The defendant testified in his own defense at trial, along with Steele. The defendant denied calling Porcaro names, and denied yelling or spitting at the officers. The defendant did testify, however, that he told Porcaro, “[I]f you know where there’s a ring around here, ... we can go box it out.” The defendant insisted that this was not meant as a threat.

As to the initial incident at the bus terminal, the defendant and Steele offered accounts at trial that were essentially similar to one another and to the accounts that they gave to the police officers at the scene. The defendant stated that, after the trio got off the bus, he was playing a game where he chased his daughter and lifted her up with his legs, “like [he] was playing soccer.” He continued in that manner for a period, chasing his daughter and yelling loudly at her. He indicated that at the time she was “happy,” explaining, “[S]he likes when I play like that with her.”

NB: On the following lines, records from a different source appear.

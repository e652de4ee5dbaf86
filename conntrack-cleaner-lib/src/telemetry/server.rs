use crate::telemetry::{
    handle_metrics, health_check_response, live_check_response, ready_check_response, Readiness,
};
use http_body_util::{combinators::BoxBody, BodyExt, Full};
use hyper::body::{Bytes, Incoming};
use hyper::{Request, Response, StatusCode};
use hyper_util::rt::{TokioExecutor, TokioIo};
use hyper_util::server::conn::auto::Builder as ConnBuilder;
use prometheus::Registry;
use std::net::SocketAddr;
use std::sync::Arc;
use tokio::net::TcpListener;
use tokio::sync::watch;
use tracing::{info, warn};

type RespBody = BoxBody<Bytes, hyper::Error>;

/// Start the observability server that handles metrics and health checks
/// This server runs on a dedicated port and serves:
/// - `/metrics` - Prometheus metrics
/// - `/health` - Health check endpoint
/// - `/ready` - Readiness check endpoint
/// - `/live` - Liveness check endpoint
///
/// Returns once `shutdown` flips to `true` or its sender is dropped.
pub async fn start_observability_server(
    port: u16,
    registry: Registry,
    readiness: Readiness,
    mut shutdown: watch::Receiver<bool>,
) -> Result<(), Box<dyn std::error::Error + Send + Sync>> {
    let registry = Arc::new(registry);
    let addr = SocketAddr::from(([0, 0, 0, 0], port));
    let listener = TcpListener::bind(addr).await?;

    info!(?addr, "Observability server started (metrics + health checks)");

    loop {
        tokio::select! {
            res = shutdown.changed() => {
                if res.is_err() || *shutdown.borrow() {
                    info!("Observability server: shutting down");
                    break;
                }
            }
            result = listener.accept() => {
                let (stream, peer) = match result {
                    Ok((stream, peer)) => (stream, peer),
                    Err(e) => {
                        warn!(error = %e, "Observability server: accept error");
                        continue;
                    }
                };

                let registry = registry.clone();
                let readiness = readiness.clone();
                tokio::spawn(async move {
                    let svc = hyper::service::service_fn(move |req: Request<Incoming>| {
                        let registry = registry.clone();
                        let readiness = readiness.clone();
                        async move {
                            Ok::<_, hyper::Error>(route(req.uri().path(), &registry, &readiness))
                        }
                    });

                    let builder = ConnBuilder::new(TokioExecutor::new());
                    if let Err(e) = builder.serve_connection(TokioIo::new(stream), svc).await {
                        warn!(?peer, error = %e, "Observability server: serve_connection error");
                    }
                });
            }
        }
    }

    info!("Observability server stopped");
    Ok(())
}

fn route(path: &str, registry: &Registry, readiness: &Readiness) -> Response<RespBody> {
    let result = match path {
        "/health" => health_check_response(),
        "/ready" => ready_check_response(readiness),
        "/live" => live_check_response(),
        "/metrics" => handle_metrics(registry),
        _ => return plain(StatusCode::NOT_FOUND, "Not Found"),
    };

    match result {
        Ok(resp) => resp,
        Err(e) => {
            warn!(path, error = %e, "Observability server: failed to build response");
            plain(StatusCode::INTERNAL_SERVER_ERROR, "Internal Server Error")
        }
    }
}

fn plain(status: StatusCode, text: &'static str) -> Response<RespBody> {
    let body = Full::new(Bytes::from(text))
        .map_err(|never| match never {})
        .boxed();
    let mut resp = Response::new(body);
    *resp.status_mut() = status;
    resp
}
//! Block processor error types.

use thiserror::Error;

use crate::repositories::RepositoryError;

/// Per-transaction failures. Each one skips a single transaction; the rest of
/// the block is still processed.
#[derive(Debug, Error)]
pub enum ProcessorError {
	#[error("Failed to convert transaction {hash}: {reason}")]
	TransactionConversion { hash: String, reason: String },

	#[error("Failed to persist transaction {hash}: {source}")]
	Persistence {
		hash: String,
		#[source]
		source: RepositoryError,
	},

	#[error("Failed to load watched addresses: {0}")]
	WatchedAddresses(#[source] RepositoryError),

	#[error("Failed to build webhook payload: {0}")]
	Payload(#[from] serde_json::Error),
}

impl ProcessorError {
	pub fn conversion(hash: impl Into<String>, reason: impl Into<String>) -> Self {
		Self::TransactionConversion {
			hash: hash.into(),
			reason: reason.into(),
		}
	}
}
//! ERC-20 `Transfer` event extraction.

use alloy::primitives::{b256, Address, B256, U256};
use chrono::Utc;
use uuid::Uuid;

use crate::models::{ReceiptLog, TokenTransfer};

/// `keccak256("Transfer(address,address,uint256)")`
pub const TRANSFER_EVENT_SIGNATURE: B256 =
	b256!("ddf252ad1be2c89b69c2b068fc378daa952ba7f163c4a11628f55a4df523b3ef");

/// Decodes one log as an ERC-20 transfer.
///
/// Requires exactly three topics with the `Transfer` signature first and a
/// 32-byte data field. ERC-721 transfers (four topics, empty data) and any
/// other shape yield `None`.
pub fn decode_transfer(log: &ReceiptLog) -> Option<(Address, Address, U256)> {
	if log.topics.len() != 3 || log.topics[0] != TRANSFER_EVENT_SIGNATURE {
		return None;
	}
	if log.data.len() != 32 {
		return None;
	}
	let from = Address::from_word(log.topics[1]);
	let to = Address::from_word(log.topics[2]);
	let value = U256::from_be_slice(&log.data);
	Some((from, to, value))
}

/// Extracts every ERC-20 transfer from a receipt's logs, in log order.
pub fn extract_token_transfers(logs: &[ReceiptLog], transaction_id: Uuid) -> Vec<TokenTransfer> {
	let created_at = Utc::now();
	logs.iter()
		.filter_map(|log| {
			let (from, to, value) = decode_transfer(log)?;
			Some(TokenTransfer {
				id: Uuid::new_v4(),
				transaction_id,
				log_index: log.log_index,
				token_address: format_address(&log.address),
				from_address: format_address(&from),
				to_address: format_address(&to),
				value,
				token_decimals: None,
				token_symbol: None,
				token_name: None,
				created_at,
			})
		})
		.collect()
}

/// Lower-case `0x` hex form used for every stored address
pub fn format_address(address: &Address) -> String {
	format!("{:#x}", address)
}
//! Integration tests for webhook dispatcher workers.
//!
//! Endpoints are served by `mockito`; deliveries live in an in-memory store.

use std::{sync::Arc, time::Duration};

use chrono::Utc;
use mockito::Matcher;
use tokio::sync::watch;
use uuid::Uuid;

use evm_tx_watcher::{
	models::{DeliveryStatus, Webhook, WebhookDelivery},
	repositories::{
		SqliteStore, TransactionRepository, TransactionRepositoryTrait, WatchedAddressRepository,
		WatchedAddressRepositoryTrait, WebhookDeliveryRepository, WebhookDeliveryRepositoryTrait,
	},
	services::delivery::{
		sign_payload, verify_signature, DeliveryQueue, DispatcherSettings, SqliteDeliveryQueue,
		WebhookDispatcher, DELIVERY_ID_HEADER, SIGNATURE_HEADER, TIMESTAMP_HEADER,
	},
	utils::{
		tests::builders::{delivery::DeliveryBuilder, transaction::TransactionBuilder},
		HttpRetryConfig, RetryConfig,
	},
};

use crate::integration::mocks::{
	MockDeliveryQueue, MockWatchedAddressRepository, MockWebhookDeliveryRepository,
};

const SECRET: &str = "whsec_test";
const PAYLOAD: &str = r#"{"event":"transaction","hash":"0xabc"}"#;

fn settings() -> DispatcherSettings {
	DispatcherSettings {
		request_timeout: Duration::from_secs(2),
		dequeue_timeout: Duration::from_millis(50),
		backoff: RetryConfig {
			max_retries: 3,
			initial_delay: Duration::from_secs(30),
			max_delay: Duration::from_secs(3600),
		},
		http_retry: HttpRetryConfig {
			max_retries: 1,
			initial_backoff: Duration::from_millis(10),
			max_backoff: Duration::from_millis(20),
			..HttpRetryConfig::default()
		},
	}
}

struct Fixture {
	deliveries: Arc<WebhookDeliveryRepository>,
	queue: Arc<SqliteDeliveryQueue>,
	dispatcher: Arc<WebhookDispatcher>,
	delivery: WebhookDelivery,
}

async fn fixture(url: &str, max_retries: u32) -> Fixture {
	let store = SqliteStore::in_memory().await.unwrap();
	let addresses = Arc::new(WatchedAddressRepository::new(&store));
	let watched = addresses
		.register_watched_address("0xbb", 11155111, url, SECRET)
		.await
		.unwrap();
	let transaction = TransactionBuilder::new().build();
	TransactionRepository::new(&store)
		.store_transaction(&transaction, &[])
		.await
		.unwrap();

	let deliveries = Arc::new(WebhookDeliveryRepository::new(&store));
	let delivery = DeliveryBuilder::new(watched.webhook_id, transaction.id)
		.payload(PAYLOAD)
		.max_retries(max_retries)
		.build();
	deliveries.create_delivery(&delivery).await.unwrap();

	let queue = Arc::new(SqliteDeliveryQueue::new(&store));
	let dispatcher = Arc::new(
		WebhookDispatcher::new(deliveries.clone(), addresses, queue.clone(), settings()).unwrap(),
	);
	Fixture {
		deliveries,
		queue,
		dispatcher,
		delivery,
	}
}

#[tokio::test]
async fn test_successful_delivery_is_signed_and_recorded() {
	let mut server = mockito::Server::new_async().await;
	let signature = sign_payload(SECRET, PAYLOAD).unwrap();
	let fixture = fixture(&format!("{}/hook", server.url()), 3).await;

	let mock = server
		.mock("POST", "/hook")
		.match_header("content-type", "application/json")
		.match_header(SIGNATURE_HEADER, signature.as_str())
		.match_header(DELIVERY_ID_HEADER, fixture.delivery.id.to_string().as_str())
		.match_header(TIMESTAMP_HEADER, Matcher::Regex(r"^\d+$".to_string()))
		.match_body(PAYLOAD)
		.with_status(200)
		.with_body("ok")
		.expect(1)
		.create_async()
		.await;

	let status = fixture.dispatcher.process(fixture.delivery.id).await.unwrap();
	assert_eq!(status, Some(DeliveryStatus::Delivered));
	mock.assert_async().await;

	let stored = fixture
		.deliveries
		.find_delivery(fixture.delivery.id)
		.await
		.unwrap()
		.unwrap();
	assert_eq!(stored.status, DeliveryStatus::Delivered);
	assert_eq!(stored.http_status_code, Some(200));
	assert_eq!(stored.response_body.as_deref(), Some("ok"));
	assert!(stored.delivered_at.is_some());
	assert_eq!(stored.retry_count, 0);
	assert!(verify_signature(SECRET, PAYLOAD, &signature));
}

#[tokio::test]
async fn test_three_failures_exhaust_the_budget() {
	let mut server = mockito::Server::new_async().await;
	let fixture = fixture(&format!("{}/hook", server.url()), 3).await;
	let mock = server
		.mock("POST", "/hook")
		.with_status(500)
		.with_body("internal error")
		.expect(3)
		.create_async()
		.await;

	let before = Utc::now();
	assert_eq!(
		fixture.dispatcher.process(fixture.delivery.id).await.unwrap(),
		Some(DeliveryStatus::Failed)
	);
	let first = fixture
		.deliveries
		.find_delivery(fixture.delivery.id)
		.await
		.unwrap()
		.unwrap();
	assert_eq!(first.retry_count, 1);
	assert_eq!(first.http_status_code, Some(500));
	assert_eq!(first.response_body.as_deref(), Some("internal error"));
	let wait = first.next_retry_at.unwrap() - before;
	assert!(wait >= chrono::Duration::seconds(59) && wait <= chrono::Duration::seconds(61));

	assert_eq!(
		fixture.dispatcher.process(fixture.delivery.id).await.unwrap(),
		Some(DeliveryStatus::Failed)
	);
	assert_eq!(
		fixture.dispatcher.process(fixture.delivery.id).await.unwrap(),
		Some(DeliveryStatus::MaxRetriesExceeded)
	);
	mock.assert_async().await;

	let last = fixture
		.deliveries
		.find_delivery(fixture.delivery.id)
		.await
		.unwrap()
		.unwrap();
	assert_eq!(last.status, DeliveryStatus::MaxRetriesExceeded);
	assert_eq!(last.retry_count, 3);
	assert!(last.next_retry_at.is_none());

	let far_future = Utc::now() + chrono::Duration::days(3650);
	assert!(fixture
		.deliveries
		.find_due_retries(far_future, 100)
		.await
		.unwrap()
		.is_empty());

	// A stale queue entry for an exhausted delivery is ignored
	assert_eq!(fixture.dispatcher.process(fixture.delivery.id).await.unwrap(), None);
}

#[tokio::test]
async fn test_unreachable_endpoint_is_a_transport_failure() {
	let fixture = fixture("http://127.0.0.1:1/hook", 3).await;

	let status = fixture.dispatcher.process(fixture.delivery.id).await.unwrap();
	assert_eq!(status, Some(DeliveryStatus::Failed));

	let stored = fixture
		.deliveries
		.find_delivery(fixture.delivery.id)
		.await
		.unwrap()
		.unwrap();
	assert_eq!(stored.http_status_code, None);
	assert!(stored.error_message.is_some());
	assert_eq!(stored.retry_count, 1);
}

#[tokio::test]
async fn test_worker_delivers_queued_deliveries_until_shutdown() {
	let mut server = mockito::Server::new_async().await;
	let fixture = fixture(&format!("{}/hook", server.url()), 3).await;
	let mock = server
		.mock("POST", "/hook")
		.with_status(204)
		.expect(1)
		.create_async()
		.await;

	let (shutdown_tx, shutdown_rx) = watch::channel(false);
	let worker = tokio::spawn(fixture.dispatcher.clone().run_worker(0, shutdown_rx));
	fixture.queue.push(fixture.delivery.id).await.unwrap();

	let mut delivered = false;
	for _ in 0..100 {
		let stored = fixture
			.deliveries
			.find_delivery(fixture.delivery.id)
			.await
			.unwrap()
			.unwrap();
		if stored.status == DeliveryStatus::Delivered {
			delivered = true;
			break;
		}
		tokio::time::sleep(Duration::from_millis(20)).await;
	}
	assert!(delivered);
	mock.assert_async().await;

	shutdown_tx.send(true).unwrap();
	tokio::time::timeout(Duration::from_secs(1), worker)
		.await
		.unwrap()
		.unwrap();
}

#[tokio::test]
async fn test_missing_webhook_counts_as_failure() {
	let delivery = DeliveryBuilder::new(Uuid::new_v4(), Uuid::new_v4())
		.max_retries(3)
		.build();
	let id = delivery.id;

	let mut deliveries = MockWebhookDeliveryRepository::new();
	deliveries
		.expect_find_delivery()
		.returning(move |_| Ok(Some(delivery.clone())));
	deliveries
		.expect_update_delivery()
		.withf(|d| d.status == DeliveryStatus::Failed && d.retry_count == 1)
		.times(1)
		.returning(|_| Ok(()));
	let mut addresses = MockWatchedAddressRepository::new();
	addresses
		.expect_find_webhook()
		.returning(|_| Ok(None::<Webhook>));

	let dispatcher = WebhookDispatcher::new(
		Arc::new(deliveries),
		Arc::new(addresses),
		Arc::new(MockDeliveryQueue::new()),
		settings(),
	)
	.unwrap();
	assert_eq!(dispatcher.process(id).await.unwrap(), Some(DeliveryStatus::Failed));
}

#[tokio::test]
async fn test_terminal_delivery_is_not_attempted() {
	let delivery = DeliveryBuilder::new(Uuid::new_v4(), Uuid::new_v4())
		.delivered()
		.build();
	let id = delivery.id;

	let mut deliveries = MockWebhookDeliveryRepository::new();
	deliveries
		.expect_find_delivery()
		.returning(move |_| Ok(Some(delivery.clone())));
	deliveries.expect_update_delivery().never();
	let mut addresses = MockWatchedAddressRepository::new();
	addresses.expect_find_webhook().never();

	let dispatcher = WebhookDispatcher::new(
		Arc::new(deliveries),
		Arc::new(addresses),
		Arc::new(MockDeliveryQueue::new()),
		settings(),
	)
	.unwrap();
	assert_eq!(dispatcher.process(id).await.unwrap(), None);
}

The defendant then told his daughter to go to her mother. She responded, “[N]o,” telling him, “[Y]ou go to your mother.” He *5 chastised her for talking back to him. He cautioned that he would spank her if she continued talking back, saying, “[D]addy will pow pow, if you don’t stop.” He then “tapped her” on “her butt” in an effort to make her “calm down.” The defendant testified that the child never fell down or began crying, either when they were playing or when he spanked her. He also denied ever telling his daughter to “shut up.”

Steele similarly testified that, after the defendant and the child got off the bus, they were “playing . . .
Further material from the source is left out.